One limitation of this design is versioning. Because the ServiceWorker would stay alive potentially forever, we needed to identify a way to upgrade it if a new version of CryptPad is released. This is quite important for CryptPad as version mismatches can lead to catastrophic conflicts between different browsers working on the same document.
Though updating is non-trivial, we were able to solve it by sending version messages between different components of CryptPad and informing them whether they need to update (or even if they can optionally update). Since this seemed like a solvable problem, we tried creating an experimental implementatiton of ServiceWorkers in CryptPad, and then the fun started...
ServiceWorkers in Firefox
Since Firefox 48, Firefox has begun following Chrome's model and running different processes for rendering the different tabs in the browser. However, this isolation has a side-effect that when you attempt to launch a ServiceWorker, it may launch even though one already exists for the same website, because the other one exists in a different tab which happens to be operating in a different process. However, the postMessage() requests from tabs go out to all of the ServiceWorkers so this bug can be worked around.
Unfortunately we encountered some more issues with Firefox which we found not worth debugging. Our CryptDrive is a Javascript object which is represented in the encrypted realtime document as JSON and there is an ES6 Proxy object in order to allow every change to the drive to be propagated to the underlying realtime object. In Firefox the proxy did not work when used in a ServiceWorker and at times our ServiceWorker simply stopped running.
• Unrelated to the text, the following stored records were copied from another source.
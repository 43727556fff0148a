use std::env;
use std::time::Duration;

pub const DEFAULT_GEMINI_BASE_URL: &str = "https://generativelanguage.googleapis.com";
pub const DEFAULT_GEMINI_MODEL: &str = "gemini-2.5-flash";

#[derive(Clone, Debug)]
pub struct Config {
    pub bind_addr: String,
    pub port: u16,
    pub gemini_api_key: Option<String>,
    pub gemini_base_url: String,
    pub gemini_model: String,
    pub tracking_tick: Duration,
    pub tracking_steps: u32,
    pub seed_demo: bool,
}

impl Default for Config {
    fn default() -> Self {
        Self {
            bind_addr: "0.0.0.0".to_string(),
            port: 8080,
            gemini_api_key: None,
            gemini_base_url: DEFAULT_GEMINI_BASE_URL.to_string(),
            gemini_model: DEFAULT_GEMINI_MODEL.to_string(),
            tracking_tick: Duration::from_millis(1000),
            tracking_steps: 20,
            seed_demo: true,
        }
    }
}

impl Config {
    pub fn from_env() -> Self {
        Self::from_lookup(|key| env::var(key).ok())
    }

    pub fn from_lookup(lookup: impl Fn(&str) -> Option<String>) -> Self {
        let defaults = Self::default();
        let value = |key: &str| {
            lookup(key)
                .map(|value| value.trim().to_string())
                .filter(|value| !value.is_empty())
        };

        let gemini_api_key = value("GEMINI_API_KEY").or_else(|| value("API_KEY"));
        if gemini_api_key.is_none() {
            log::warn!("GEMINI_API_KEY not set; price estimates will be disabled");
        }

        let tracking_steps = value("TRACKING_STEPS")
            .and_then(|raw| raw.parse::<u32>().ok())
            .filter(|steps| *steps > 0)
            .unwrap_or(defaults.tracking_steps);
        let tracking_tick = value("TRACKING_TICK_MS")
            .and_then(|raw| raw.parse::<u64>().ok())
            .filter(|ms| *ms > 0)
            .map(Duration::from_millis)
            .unwrap_or(defaults.tracking_tick);

        Self {
            bind_addr: value("BIND_ADDR").unwrap_or(defaults.bind_addr),
            port: value("PORT")
                .and_then(|raw| raw.parse().ok())
                .unwrap_or(defaults.port),
            gemini_api_key,
            gemini_base_url: value("GEMINI_BASE_URL")
                .map(|url| url.trim_end_matches('/').to_string())
                .unwrap_or(defaults.gemini_base_url),
            gemini_model: value("GEMINI_MODEL").unwrap_or(defaults.gemini_model),
            tracking_tick,
            tracking_steps,
            seed_demo: value("SEED_DEMO")
                .map(|raw| !matches!(raw.to_ascii_lowercase().as_str(), "0" | "false" | "no" | "off"))
                .unwrap_or(defaults.seed_demo),
        }
    }

    pub fn address(&self) -> String {
        format!("{}:{}", self.bind_addr, self.port)
    }
}

#[cfg(test)]
mod tests {
    use std::collections::HashMap;

    use super::*;

    fn config(pairs: &[(&str, &str)]) -> Config {
        let vars: HashMap<String, String> = pairs
            .iter()
            .map(|(key, value)| (key.to_string(), value.to_string()))
            .collect();
        Config::from_lookup(|key| vars.get(key).cloned())
    }

    #[test]
    fn defaults_when_nothing_is_set() {
        let config = config(&[]);
        assert_eq!(config.address(), "0.0.0.0:8080");
        assert!(config.gemini_api_key.is_none());
        assert_eq!(config.gemini_model, DEFAULT_GEMINI_MODEL);
        assert!(config.seed_demo);
    }

    #[test]
    fn api_key_falls_back_to_legacy_name() {
        assert_eq!(
            config(&[("API_KEY", "legacy")]).gemini_api_key.as_deref(),
            Some("legacy")
        );
        assert_eq!(
            config(&[("API_KEY", "legacy"), ("GEMINI_API_KEY", "new")])
                .gemini_api_key
                .as_deref(),
            Some("new")
        );
    }

    #[test]
    fn bad_numbers_keep_defaults() {
        let config = config(&[
            ("PORT", "eighty"),
            ("TRACKING_STEPS", "0"),
            ("TRACKING_TICK_MS", "-5"),
        ]);
        assert_eq!(config.port, 8080);
        assert_eq!(config.tracking_steps, 20);
        assert_eq!(config.tracking_tick, Duration::from_millis(1000));
    }

    #[test]
    fn parses_overrides() {
        let config = config(&[
            ("BIND_ADDR", "127.0.0.1"),
            ("PORT", "9000"),
            ("GEMINI_BASE_URL", "http://localhost:1234/"),
            ("TRACKING_TICK_MS", "250"),
            ("SEED_DEMO", "false"),
        ]);
        assert_eq!(config.address(), "127.0.0.1:9000");
        assert_eq!(config.gemini_base_url, "http://localhost:1234");
        assert_eq!(config.tracking_tick, Duration::from_millis(250));
        assert!(!config.seed_demo);
    }
}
Reporting bugs in browsers
One might think these are great opportunities to report issues with Firefox, and when we find an issue which we think will affect lots of people especially if it is a regression, we don't hesitate to report it, but usually it is not clear how to reproduce the issue, whether there might be some error in our usage of the API which is being smoothed over by Chrome, or whether the component being reported on is a priority, in that case rather rain low quality bug reports down upon the poor browser developers, we spend our limited time trying to make CryptPad better. In the case of ServiceWorker in Firefox, our conclusion is that in effect the technology remains experimental and shouldn't be relied upon.
SharedWorker to the rescue
Fortunately there is another technology called SharedWorker which is essentially identical to a plain vanilla WebWorker but can communicate with all tabs which are navigated to the site. Unfortunately this technology is only supported in Chrome and Firefox, but the support for this technology, we found, really works!
However, Firefox still has the issue with of multiple SharedWorkers being created for multiple tabs, but since this issue is fixable we were able to go ahead with it anyway. For browsers which have no SharedWorker, they would fallback to plain old WebWorker. Though this seems like it would be a problem, it is in fact quite fine because actions done in the drive by another WebWorker are the same as actions done in the drive by another device, they need to be encrypted and sent to the server in order to persist anyway.
Faster CryptPad
Coming in the release on Tuesday June 26, 2018, we will have a new SharedWorker based CryptPad instance, that means when you use Chrome or Firefox, the first time you open CryptPad, it will load your drive, but then every tab you open after that will communicate with the SharedWorker managing the drive and therefore pads will load nearly twice as fast.